In such curved spaces, all the strange non-Hermitian phenomena, some of which may even appear unphysical, immediately become natural. It is the finite curvature that requires orthonormal conditions distinct from their counterparts in flat spaces. As such, eigenstates would not appear orthogonal if we used the theoretical formula derived for flat spaces. It is also the finite curvature that gives rise to the extraordinary non-Hermitian skin effect that all eigenstates concentrate near one edge of the system.
“This research is of fundamental importance and its implications are two-fold,” says Zhang. “On the one hand, it establishes non-Hermiticity as a unique tool to simulate intriguing quantum systems in curved spaces,” he explains. “Most quantum systems available in laboratories are flat and it often requires significant efforts to access quantum systems in curved spaces. Our results show that non-Hermiticity offers experimentalists an extra knob to access and manipulate curved spaces.
An example is that a hyperbolic surface could be created and further be threaded by a magnetic field. This could allow experimentalists to explore the responses of quantum Hall states to finite curvatures, an outstanding question in condensed matter physics. On the other hand, the duality allows experimentalists to use curved spaces to explore non-Hermitian physics. For instance, our results provide experimentalists a new approach to access exceptional points using curved spaces and improve the precision of quantum sensors without resorting to dissipations.”
Now that the team has published their findings, they anticipate it spinning off into multiple directions for further study. Physicists studying curved spaces could implement their apparatuses to address challenging questions in non-Hermitian physics.
Also, physicists working on non-Hermitian systems could tailor dissipations to access non-trivial curved spaces that cannot be easily obtained by conventional means. The Zhou research group will continue to theoretically explore more connections between non-Hermitian physics and curved spaces. They also hope to help bridge the gap between these two physics subjects and bring these two different communities together with future research.

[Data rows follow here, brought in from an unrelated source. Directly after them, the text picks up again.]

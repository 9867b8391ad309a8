//! Connection configuration.
//!
//! Configuration is loaded in the following order (later overrides earlier):
//! 1. Default values
//! 2. YAML config file (if specified via QIPC_CONFIG)
//! 3. Environment variables

use crate::error::ClientError;
use qipc_protocol::{Options, TextEncoding, DEFAULT_PORT};
use serde::{Deserialize, Serialize};
use std::path::{Path, PathBuf};
use std::time::Duration;

/// TLS configuration for client connections.
#[derive(Debug, Clone, Default, Serialize, Deserialize)]
#[serde(default)]
pub struct TlsClientConfig {
    /// Enable TLS for the connection.
    pub enabled: bool,
    /// Path to PEM-encoded CA certificate(s) for server verification.
    /// If None, the bundled web PKI roots are used.
    pub ca_cert_path: Option<PathBuf>,
    /// Path to PEM-encoded client certificate (for mTLS).
    pub client_cert_path: Option<PathBuf>,
    /// Path to PEM-encoded client private key (for mTLS).
    pub client_key_path: Option<PathBuf>,
    /// Server name for SNI (defaults to the host).
    pub server_name: Option<String>,
}

impl TlsClientConfig {
    pub fn new() -> Self {
        Self {
            enabled: true,
            ..Self::default()
        }
    }

    pub fn with_ca_cert(mut self, path: impl Into<PathBuf>) -> Self {
        self.ca_cert_path = Some(path.into());
        self
    }

    pub fn with_client_cert(
        mut self,
        cert_path: impl Into<PathBuf>,
        key_path: impl Into<PathBuf>,
    ) -> Self {
        self.client_cert_path = Some(cert_path.into());
        self.client_key_path = Some(key_path.into());
        self
    }

    pub fn with_server_name(mut self, name: impl Into<String>) -> Self {
        self.server_name = Some(name.into());
        self
    }
}

/// Connection configuration.
#[derive(Debug, Clone, Serialize, Deserialize)]
#[serde(default)]
pub struct ConnectionConfig {
    /// Service host name or address.
    pub host: Option<String>,
    /// Service port.
    pub port: u16,
    /// Username for the handshake.
    pub username: Option<String>,
    /// Password for the handshake.
    pub password: Option<String>,
    /// Encoding of credentials and character data.
    pub encoding: TextEncoding,
    /// Timeout for establishing the transport, in milliseconds.
    pub connect_timeout_ms: u64,
    /// Timeout for one request cycle, in milliseconds. Expiry closes the
    /// connection.
    pub request_timeout_ms: Option<u64>,
    /// Options applied to every call unless overridden.
    pub options: Options,
    /// TLS configuration (optional).
    pub tls: Option<TlsClientConfig>,
}

impl Default for ConnectionConfig {
    fn default() -> Self {
        Self {
            host: None,
            port: DEFAULT_PORT,
            username: None,
            password: None,
            encoding: TextEncoding::Latin1,
            connect_timeout_ms: 10_000,
            request_timeout_ms: None,
            options: Options::default(),
            tls: None,
        }
    }
}

impl ConnectionConfig {
    pub fn new(host: impl Into<String>, port: u16) -> Self {
        Self {
            host: Some(host.into()),
            port,
            ..Self::default()
        }
    }

    pub fn with_credentials(
        mut self,
        username: impl Into<String>,
        password: impl Into<String>,
    ) -> Self {
        self.username = Some(username.into());
        self.password = Some(password.into());
        self
    }

    pub fn with_encoding(mut self, encoding: TextEncoding) -> Self {
        self.encoding = encoding;
        self
    }

    pub fn with_connect_timeout(mut self, timeout: Duration) -> Self {
        self.connect_timeout_ms = timeout.as_millis() as u64;
        self
    }

    pub fn with_request_timeout(mut self, timeout: Duration) -> Self {
        self.request_timeout_ms = Some(timeout.as_millis() as u64);
        self
    }

    pub fn with_options(mut self, options: Options) -> Self {
        self.options = options;
        self
    }

    pub fn with_tls(mut self, tls_config: TlsClientConfig) -> Self {
        self.tls = Some(tls_config);
        self
    }

    pub fn connect_timeout(&self) -> Duration {
        Duration::from_millis(self.connect_timeout_ms)
    }

    pub fn request_timeout(&self) -> Option<Duration> {
        self.request_timeout_ms.map(Duration::from_millis)
    }

    /// The handshake token `"<username>:<password>"`.
    pub fn credentials(&self) -> String {
        format!(
            "{}:{}",
            self.username.as_deref().unwrap_or(""),
            self.password.as_deref().unwrap_or("")
        )
    }

    /// Loads configuration from file, then applies environment variable overrides.
    pub fn load() -> Result<Self, ClientError> {
        let mut config = match std::env::var("QIPC_CONFIG") {
            Ok(path) => Self::from_file(&path)?,
            Err(_) => Self::default(),
        };
        config.apply_env_overrides();
        Ok(config)
    }

    /// Loads configuration from a YAML file.
    pub fn from_file(path: impl AsRef<Path>) -> Result<Self, ClientError> {
        let path = path.as_ref();
        let content = std::fs::read_to_string(path)
            .map_err(|e| ClientError::ConfigIo(path.to_path_buf(), e))?;
        serde_yaml::from_str(&content)
            .map_err(|e| ClientError::ConfigParse(path.to_path_buf(), e.to_string()))
    }

    fn apply_env_overrides(&mut self) {
        if let Ok(host) = std::env::var("QIPC_HOST") {
            self.host = Some(host);
        }
        if let Ok(port) = std::env::var("QIPC_PORT") {
            if let Ok(parsed) = port.parse() {
                self.port = parsed;
            }
        }
        if let Ok(user) = std::env::var("QIPC_USER") {
            self.username = Some(user);
        }
        if let Ok(password) = std::env::var("QIPC_PASSWORD") {
            self.password = Some(password);
        }
    }
}
//! TLS connector construction.

use crate::config::TlsClientConfig;
use crate::error::ClientError;
use rustls::pki_types::{CertificateDer, PrivateKeyDer, ServerName};
use rustls::RootCertStore;
use std::fs::File;
use std::io::BufReader;
use std::path::Path;
use std::sync::Arc;
use tokio_rustls::TlsConnector;

/// Creates a TLS connector and the SNI name for `host`.
pub fn create_tls_connector(
    config: &TlsClientConfig,
    host: &str,
) -> Result<(TlsConnector, ServerName<'static>), ClientError> {
    let mut roots = RootCertStore::empty();
    match config.ca_cert_path {
        Some(ref ca_path) => {
            for cert in load_certs(ca_path)? {
                roots
                    .add(cert)
                    .map_err(|e| ClientError::TlsConfig(format!("invalid CA cert: {}", e)))?;
            }
        }
        None => roots.extend(webpki_roots::TLS_SERVER_ROOTS.iter().cloned()),
    }

    let builder = rustls::ClientConfig::builder().with_root_certificates(roots);
    let client_config = match (&config.client_cert_path, &config.client_key_path) {
        (Some(cert_path), Some(key_path)) => builder
            .with_client_auth_cert(load_certs(cert_path)?, load_private_key(key_path)?)
            .map_err(|e| ClientError::TlsConfig(format!("invalid client cert/key: {}", e)))?,
        (None, None) => builder.with_no_client_auth(),
        _ => {
            return Err(ClientError::TlsConfig(
                "client certificate and key must be given together".to_string(),
            ))
        }
    };

    let name = config.server_name.as_deref().unwrap_or(host);
    let server_name = ServerName::try_from(name.to_string())
        .map_err(|_| ClientError::TlsConfig(format!("invalid server name: {}", name)))?;

    Ok((TlsConnector::from(Arc::new(client_config)), server_name))
}

fn load_certs(path: &Path) -> Result<Vec<CertificateDer<'static>>, ClientError> {
    let file = File::open(path)
        .map_err(|e| ClientError::TlsConfig(format!("cannot open cert file {:?}: {}", path, e)))?;
    rustls_pemfile::certs(&mut BufReader::new(file))
        .collect::<Result<Vec<_>, _>>()
        .map_err(|e| ClientError::TlsConfig(format!("invalid cert file {:?}: {}", path, e)))
}

fn load_private_key(path: &Path) -> Result<PrivateKeyDer<'static>, ClientError> {
    let file = File::open(path)
        .map_err(|e| ClientError::TlsConfig(format!("cannot open key file {:?}: {}", path, e)))?;
    rustls_pemfile::private_key(&mut BufReader::new(file))
        .map_err(|e| ClientError::TlsConfig(format!("invalid key file {:?}: {}", path, e)))?
        .ok_or_else(|| ClientError::TlsConfig(format!("no private key found in {:?}", path)))
}

#[cfg(test)]
mod tests {
    use super::*;

    #[test]
    fn test_load_invalid_cert_path() {
        let result = load_certs(Path::new("/nonexistent/cert.pem"));
        assert!(result.unwrap_err().to_string().contains("cannot open"));
    }

    #[test]
    fn test_load_invalid_key_path() {
        let result = load_private_key(Path::new("/nonexistent/key.pem"));
        assert!(result.unwrap_err().to_string().contains("cannot open"));
    }

    #[test]
    fn test_half_configured_client_auth() {
        let config = TlsClientConfig::new();
        let config = TlsClientConfig {
            client_cert_path: Some("/tmp/cert.pem".into()),
            ..config
        };
        let result = create_tls_connector(&config, "localhost");
        assert!(matches!(result, Err(ClientError::TlsConfig(_))));
    }

    #[test]
    fn test_default_roots_connector() {
        let (_, name) = create_tls_connector(&TlsClientConfig::new(), "q.example.com").unwrap();
        assert!(matches!(name, ServerName::DnsName(_)));
    }
}
//! Frame reader.
//!
//! Reads one message at a time from a live stream or from a message already
//! held in memory. Both sources share one decoding path; only byte
//! acquisition differs.

use crate::error::ClientError;
use bytes::Bytes;
use qipc_protocol::compress;
use qipc_protocol::{
    DecodeContext, Endianness, Header, Message, Options, Payload, ProtocolError, TextEncoding,
    ValueCodec, HEADER_SIZE,
};
use tokio::io::{AsyncRead, AsyncReadExt};

/// Initial buffer capacity for payload reads.
const READ_CHUNK: usize = 64 * 1024;

/// Where message bytes come from.
#[derive(Debug)]
pub enum Source<S> {
    /// A live stream; reads suspend until the bytes arrive.
    Stream(S),
    /// An in-memory chunk, consumed from the front.
    Bytes(Bytes),
}

/// Reads framed messages.
#[derive(Debug)]
pub struct FrameReader<S> {
    source: Source<S>,
    protocol_version: u8,
    encoding: TextEncoding,
    /// Byte order declared by the last header read.
    endianness: Endianness,
}

impl<S> FrameReader<S> {
    /// Creates a reader bound to a stream.
    pub fn new(stream: S, protocol_version: u8, encoding: TextEncoding) -> Self {
        Self {
            source: Source::Stream(stream),
            protocol_version,
            encoding,
            endianness: Endianness::native(),
        }
    }

    pub fn is_stream_backed(&self) -> bool {
        matches!(self.source, Source::Stream(_))
    }

    /// Byte order of the last header read.
    pub fn endianness(&self) -> Endianness {
        self.endianness
    }

    /// Whether the last header's byte order matches the host's.
    pub fn is_native(&self) -> bool {
        self.endianness.is_native()
    }

    pub fn decode_context(&self) -> DecodeContext {
        DecodeContext {
            endianness: self.endianness,
            protocol_version: self.protocol_version,
            encoding: self.encoding,
        }
    }

    /// Returns the stream, if this reader is stream-backed.
    pub fn into_stream(self) -> Option<S> {
        match self.source {
            Source::Stream(stream) => Some(stream),
            Source::Bytes(_) => None,
        }
    }
}

impl FrameReader<tokio::io::Empty> {
    /// Creates a reader over a message already received.
    pub fn from_bytes(chunk: Bytes, protocol_version: u8, encoding: TextEncoding) -> Self {
        Self {
            source: Source::Bytes(chunk),
            protocol_version,
            encoding,
            endianness: Endianness::native(),
        }
    }
}

impl<S: AsyncRead + Unpin> FrameReader<S> {
    /// Reads and decodes one message.
    pub async fn read<C: ValueCodec>(
        &mut self,
        codec: &C,
        options: &Options,
    ) -> Result<Message<C::Value>, ClientError> {
        let header = self.read_header().await?;
        let data = self.read_data(&header).await?;

        let payload = if options.is_raw() {
            Payload::Raw(data)
        } else {
            let value = codec
                .decode(&data, &self.decode_context(), options)
                .map_err(ClientError::codec)?;
            Payload::Value(value)
        };

        Ok(Message {
            kind: header.kind,
            size: header.size,
            compression_mode: header.compression_mode,
            payload,
        })
    }

    /// Reads the 8-byte header and records its byte order.
    pub async fn read_header(&mut self) -> Result<Header, ProtocolError> {
        let bytes = self.read_bytes(HEADER_SIZE).await?;
        let header = Header::decode(&bytes)?;
        self.endianness = header.endianness;

        tracing::debug!(
            "Read {} header: {} bytes, compression mode {}",
            header.kind,
            header.size,
            header.compression_mode
        );
        Ok(header)
    }

    /// Reads the payload described by `header`, expanding compressed data.
    pub async fn read_data(&mut self, header: &Header) -> Result<Bytes, ProtocolError> {
        let payload_len =
            usize::try_from(header.payload_len()).map_err(|_| ProtocolError::FrameTooLarge {
                size: header.size,
                max: usize::MAX as u64,
            })?;

        if !header.is_compressed() {
            return self.read_bytes(payload_len).await;
        }

        let field_len = compress::length_field_len(header.compression_mode);
        let block_len = payload_len
            .checked_sub(field_len)
            .ok_or(ProtocolError::InvalidSize(header.size))?;

        // Both parts are consumed before validation so a stream stays aligned
        // on the next header.
        let field = self.read_bytes(field_len).await?;
        let block = self.read_bytes(block_len).await?;

        let size = compress::uncompressed_size(header.compression_mode, &field, header.endianness)?;
        let data = compress::decompress(&block, size)?;
        tracing::debug!("Decompressed {} bytes into {}", block_len, size);
        Ok(Bytes::from(data))
    }

    async fn read_bytes(&mut self, n: usize) -> Result<Bytes, ProtocolError> {
        if n == 0 {
            return Ok(Bytes::new());
        }

        match &mut self.source {
            Source::Stream(stream) => {
                // The buffer grows with the bytes received, not with the size
                // the peer announced.
                let mut buf = Vec::with_capacity(n.min(READ_CHUNK));
                let read = AsyncReadExt::take(&mut *stream, n as u64)
                    .read_to_end(&mut buf)
                    .await?;
                if read < n {
                    return Err(ProtocolError::UnexpectedEof { needed: n });
                }
                Ok(Bytes::from(buf))
            }
            Source::Bytes(chunk) => {
                if chunk.len() < n {
                    return Err(ProtocolError::Truncated {
                        needed: n,
                        available: chunk.len(),
                    });
                }
                Ok(chunk.split_to(n))
            }
        }
    }
}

According to the team, Purdue University is uniquely qualified to foster this type of quantum research. Purdue has been growing strong in quantum information science at a fast pace over the past few years. The Purdue Quantum Science and Engineering Institute paired with the Department of Physics and Astronomy, allows the team to collaborate with many colleagues with diverse expertise and foster interdepartmental and collegiate growth on a variety of platforms that exhibit dissipations and nonreciprocal tunneling.